I had come up over the misty green ridges of Nebaj, through birch forests with grass as short and green as a closely tended lawn.  The wind came up near the top and whipped up the drifting mist like a fork beats through the white of an egg.  I was all alone in the shifting shapes and dripping wood.  But as I came over to the other side of the mountains the clouds cleared and I came to an exuberant Kiche indigenous village, the women dressed in fluorescent floral gowns.

A few kids followed me yelling, "Father, Father," confusing me with a white and bearded Catholic priest that sometimes  came to town.  "Bless you, my children." It was not the first time this had happened, and many other times people had commented on my likeness to Jesus in physical appearance.  I think I know the painting they all have of him, in which he looks remarkably like the 16th century conquistadors that ransacked Guatemala and left it in poverty.
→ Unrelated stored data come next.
//! Generation mode resolution
//!
//! Precedence, each step short-circuiting:
//! 1. conflicting mode flags fail, except the two-signal force-flag case
//! 2. an explicit `--mode` value
//! 3. `--force-non-interactive` / `--non-interactive`
//! 4. `--force-interactive` / `--interactive`
//! 5. environment detection

use super::conflict::detect_conflicts;
use super::environment::{Detection, DetectionReason};
use super::flag_state::FlagState;
use super::token::{
    FORCE_INTERACTIVE, FORCE_NON_INTERACTIVE, INTERACTIVE, MODE, MODE_SIGNALS, NON_INTERACTIVE,
};
use crate::errors::{AppError, AppResult};
use serde::{Deserialize, Serialize};
use std::fmt;
use std::str::FromStr;
use tracing::debug;

/// Mode names listed in diagnostics
pub const ACCEPTED_MODES: &[&str] = &["interactive", "non-interactive", "config-file"];

/// How the generation workflow gathers its inputs
#[derive(Debug, Clone, Copy, Default, PartialEq, Eq, Serialize, Deserialize)]
#[serde(rename_all = "kebab-case")]
pub enum GenerationMode {
    /// Not resolved yet
    #[default]
    Auto,
    Interactive,
    NonInteractive,
    /// Inputs come from a saved configuration file
    Config,
}

impl GenerationMode {
    /// Normalize a `--mode` value against the alias table
    pub fn parse(value: &str) -> AppResult<Self> {
        match value.trim().to_ascii_lowercase().as_str() {
            "interactive" | "i" => Ok(Self::Interactive),
            "non-interactive" | "noninteractive" | "ni" | "auto" => Ok(Self::NonInteractive),
            "config-file" | "config" | "file" | "cf" => Ok(Self::Config),
            _ => Err(AppError::validation(MODE, value.trim(), ACCEPTED_MODES)),
        }
    }
}

impl FromStr for GenerationMode {
    type Err = AppError;

    fn from_str(s: &str) -> Result<Self, Self::Err> {
        Self::parse(s)
    }
}

impl fmt::Display for GenerationMode {
    fn fmt(&self, f: &mut fmt::Formatter<'_>) -> fmt::Result {
        let name = match self {
            Self::Auto => "auto",
            Self::Interactive => "interactive",
            Self::NonInteractive => "non-interactive",
            Self::Config => "config-file",
        };
        f.write_str(name)
    }
}

/// The five mode-deciding signals of one command
#[derive(Debug, Clone, Default, PartialEq, Eq)]
pub struct ModeFlags {
    pub interactive: bool,
    pub non_interactive: bool,
    pub force_interactive: bool,
    pub force_non_interactive: bool,
    pub mode: Option<String>,
}

impl ModeFlags {
    pub fn flag_state(&self) -> FlagState {
        FlagState::builder()
            .switch(INTERACTIVE, self.interactive)
            .switch(NON_INTERACTIVE, self.non_interactive)
            .switch(FORCE_INTERACTIVE, self.force_interactive)
            .switch(FORCE_NON_INTERACTIVE, self.force_non_interactive)
            .value(MODE, self.mode.as_deref())
            .build()
    }

    fn explicit_mode(&self) -> Option<&str> {
        self.mode.as_deref().map(str::trim).filter(|m| !m.is_empty())
    }
}

/// A force flag silently winning over one opposing signal
#[derive(Debug, Clone, PartialEq, Eq)]
pub struct ForcedOverride {
    pub mode: GenerationMode,
    pub force: &'static str,
    /// The suppressed flag as typed, e.g. `--mode=config`
    pub suppressed: String,
}

/// The two-signal case where a force flag resolves a conflict.
///
/// Applies only when exactly two mode signals are active and exactly one of
/// them is a force flag opposing the other. Force against force stays fatal.
pub fn recoverable_override(state: &FlagState) -> Option<ForcedOverride> {
    let active: Vec<&'static str> = MODE_SIGNALS
        .iter()
        .copied()
        .filter(|name| state.is_set(name))
        .collect();
    if active.len() != 2 {
        return None;
    }

    let is_force = |name: &str| name == FORCE_INTERACTIVE || name == FORCE_NON_INTERACTIVE;
    let (force, other) = match (is_force(active[0]), is_force(active[1])) {
        (true, false) => (active[0], active[1]),
        (false, true) => (active[1], active[0]),
        _ => return None,
    };

    let (mode, beaten) = if force == FORCE_INTERACTIVE {
        (GenerationMode::Interactive, [NON_INTERACTIVE, MODE])
    } else {
        (GenerationMode::NonInteractive, [INTERACTIVE, MODE])
    };
    if !beaten.contains(&other) {
        return None;
    }

    let suppressed = match state.value(other) {
        Some(value) => format!("{}={}", other, value),
        None => other.to_string(),
    };
    Some(ForcedOverride {
        mode,
        force,
        suppressed,
    })
}

/// What decided the resolved mode
#[derive(Debug, Clone, PartialEq, Eq)]
pub enum ModeSource {
    ExplicitMode,
    Flag(&'static str),
    Forced(ForcedOverride),
    Environment(DetectionReason),
}

impl fmt::Display for ModeSource {
    fn fmt(&self, f: &mut fmt::Formatter<'_>) -> fmt::Result {
        match self {
            Self::ExplicitMode => f.write_str("--mode"),
            Self::Flag(name) => f.write_str(name),
            Self::Forced(ov) => write!(f, "{} (overriding {})", ov.force, ov.suppressed),
            Self::Environment(reason) => write!(f, "environment ({})", reason),
        }
    }
}

#[derive(Debug, Clone, PartialEq, Eq)]
pub struct ModeResolution {
    pub mode: GenerationMode,
    pub source: ModeSource,
}

/// Resolves a [`GenerationMode`] from mode flags plus environment detection
#[derive(Debug, Clone, Copy)]
pub struct ModeResolver {
    detection: Detection,
}

impl ModeResolver {
    pub fn new(detection: Detection) -> Self {
        Self { detection }
    }

    pub fn resolve(&self, flags: &ModeFlags) -> AppResult<ModeResolution> {
        let state = flags.flag_state();
        let report = detect_conflicts(&state);

        if report.has_errors() {
            let Some(forced) = recoverable_override(&state) else {
                let (errors, _) = report.partition();
                return Err(AppError::Conflict { report: errors });
            };
            // An invalid mode string is reported even when it would be overridden.
            if let Some(value) = flags.explicit_mode() {
                GenerationMode::parse(value)?;
            }
            debug!(
                force = forced.force,
                suppressed = %forced.suppressed,
                mode = %forced.mode,
                "force flag overrides conflicting mode flag"
            );
            return Ok(ModeResolution {
                mode: forced.mode,
                source: ModeSource::Forced(forced),
            });
        }

        if let Some(value) = flags.explicit_mode() {
            return Ok(ModeResolution {
                mode: GenerationMode::parse(value)?,
                source: ModeSource::ExplicitMode,
            });
        }

        if flags.force_non_interactive || flags.non_interactive {
            let flag = if flags.force_non_interactive {
                FORCE_NON_INTERACTIVE
            } else {
                NON_INTERACTIVE
            };
            return Ok(ModeResolution {
                mode: GenerationMode::NonInteractive,
                source: ModeSource::Flag(flag),
            });
        }

        if flags.force_interactive || flags.interactive {
            let flag = if flags.force_interactive {
                FORCE_INTERACTIVE
            } else {
                INTERACTIVE
            };
            return Ok(ModeResolution {
                mode: GenerationMode::Interactive,
                source: ModeSource::Flag(flag),
            });
        }

        let mode = if self.detection.non_interactive {
            GenerationMode::NonInteractive
        } else {
            GenerationMode::Interactive
        };
        Ok(ModeResolution {
            mode,
            source: ModeSource::Environment(self.detection.reason),
        })
    }
}
//! Geometry resolution: structure → flat, ordered cells

use log::debug;

use super::config::LayoutConfig;
use super::resize::{equal_shares, normalize_group};
use super::types::{Cell, Layout, LayoutType, PercentRect, Section, Structure};

/// Bring a layout's structure into canonical form
///
/// - `fullbleed` always becomes one full section with one subdivision
/// - an empty structure becomes the same single full section
/// - subdivision counts are clamped to `1..=max_subdivisions`
/// - a `sub_sizes` list whose length disagrees with the count is replaced
///   by equal shares
/// - every sibling group is clamped and rebalanced to sum to 100
pub fn normalize_structure(layout: &Layout, config: &LayoutConfig) -> Structure {
    if layout.layout_type == LayoutType::Fullbleed {
        return vec![Section::full()];
    }
    if layout.structure.is_empty() {
        debug!("{} layout without sections, using one full section", layout.layout_type.as_str());
        return vec![Section::full()];
    }

    let sizes: Vec<f64> = layout.structure.iter().map(|s| s.size).collect();
    let sizes = normalize_group(&sizes, config);

    layout
        .structure
        .iter()
        .zip(sizes)
        .map(|(section, size)| {
            let subdivisions = section.subdivisions.clamp(1, config.max_subdivisions);
            let sub_sizes = if section.sub_sizes.len() == subdivisions {
                normalize_group(&section.sub_sizes, config)
            } else {
                debug!(
                    "section has {} sub sizes for {} subdivisions, using equal shares",
                    section.sub_sizes.len(),
                    subdivisions
                );
                equal_shares(subdivisions)
            };
            Section {
                size,
                subdivisions,
                sub_sizes,
            }
        })
        .collect()
}

/// Return a copy of the layout with its structure normalized
pub fn normalize_layout(layout: &Layout, config: &LayoutConfig) -> Layout {
    Layout {
        structure: normalize_structure(layout, config),
        ..layout.clone()
    }
}

/// Expand a layout into its ordered list of cells
///
/// Traversal order is definitional: sections in order, then subdivisions in
/// order. One cell is emitted per subdivision, even for single-subdivision
/// sections.
pub fn resolve_cells(layout: &Layout) -> Vec<Cell> {
    resolve_cells_with_config(layout, &LayoutConfig::default())
}

/// [`resolve_cells`] with explicit size limits
pub fn resolve_cells_with_config(layout: &Layout, config: &LayoutConfig) -> Vec<Cell> {
    let structure = normalize_structure(layout, config);
    let mut cells = Vec::with_capacity(structure.iter().map(|s| s.subdivisions).sum());
    let mut primary_offset = 0.0;

    for (section_index, section) in structure.iter().enumerate() {
        let mut secondary_offset = 0.0;
        for (sub_index, &sub_size) in section.sub_sizes.iter().enumerate() {
            let rect = match layout.layout_type {
                LayoutType::Columns => {
                    PercentRect::new(primary_offset, secondary_offset, section.size, sub_size)
                }
                LayoutType::Rows | LayoutType::Fullbleed => {
                    PercentRect::new(secondary_offset, primary_offset, sub_size, section.size)
                }
            };
            cells.push(Cell {
                index: cells.len(),
                section_index,
                sub_index,
                section_size_pct: section.size,
                sub_size_pct: sub_size,
                rect,
            });
            secondary_offset += sub_size;
        }
        primary_offset += section.size;
    }

    cells
}

/// Number of cells a layout resolves to
pub fn cell_count(layout: &Layout) -> usize {
    cell_count_with_config(layout, &LayoutConfig::default())
}

/// [`cell_count`] with explicit size limits
pub fn cell_count_with_config(layout: &Layout, config: &LayoutConfig) -> usize {
    normalize_structure(layout, config)
        .iter()
        .map(|s| s.subdivisions)
        .sum()
}
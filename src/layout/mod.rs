//! Grid layout: structure, cell geometry, and size editing
//!
//! A [`Layout`] is a list of sections along a primary axis, each split into
//! subdivisions along the secondary axis. [`resolve_cells`] flattens it into
//! the ordered [`Cell`] list every other resolver indexes into.

pub mod config;
pub mod error;
pub mod geometry;
pub mod resize;
pub mod types;

pub use config::LayoutConfig;
pub use error::LayoutError;
pub use geometry::{
    cell_count, cell_count_with_config, normalize_layout, normalize_structure, resolve_cells,
    resolve_cells_with_config,
};
pub use types::*;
But I went on through their town and over a small stream to where Rio Pajaritos begins.

The sun was getting low and lighting up the blue green of the onion fields and the clouds heaped up over the range, and true to the name of the town, the little birds were chirping beside the river.  I passed a few workers who naturally stopped and chatted with me about what I was up too.  One eighteen year old, Juan, walked with me, curious about my life and journey, and invited me to come see where he lived.  In front of his house two boys were selling watermelon and I bought a slice and sat down on the step with the succulent fruit.

Two men appeared in front of me, one with mean eyes and the a other sullen fat man in a grubby shirt.

"Under what authority are you under to be here?  Who sent you?"

"Errr... no authority.  I just wanted to pass through here because it's the shortest distance between Nebaj and Sacapulus."

"You are here illegally.  We have a law that no unknown person may enter our community.  What is your mission?"

Great question.  I could try to answer that on so many different levels.  I decided this might not be the right moment to get metaphysical on them and explain that they were asking the exact question I was asking myself and that I had traveled for months and for thousands of miles looking for a simple answer to give, so instead I went with a stuttering "Uh, I-I-I'm just here passing through, getting to know what life is like around here."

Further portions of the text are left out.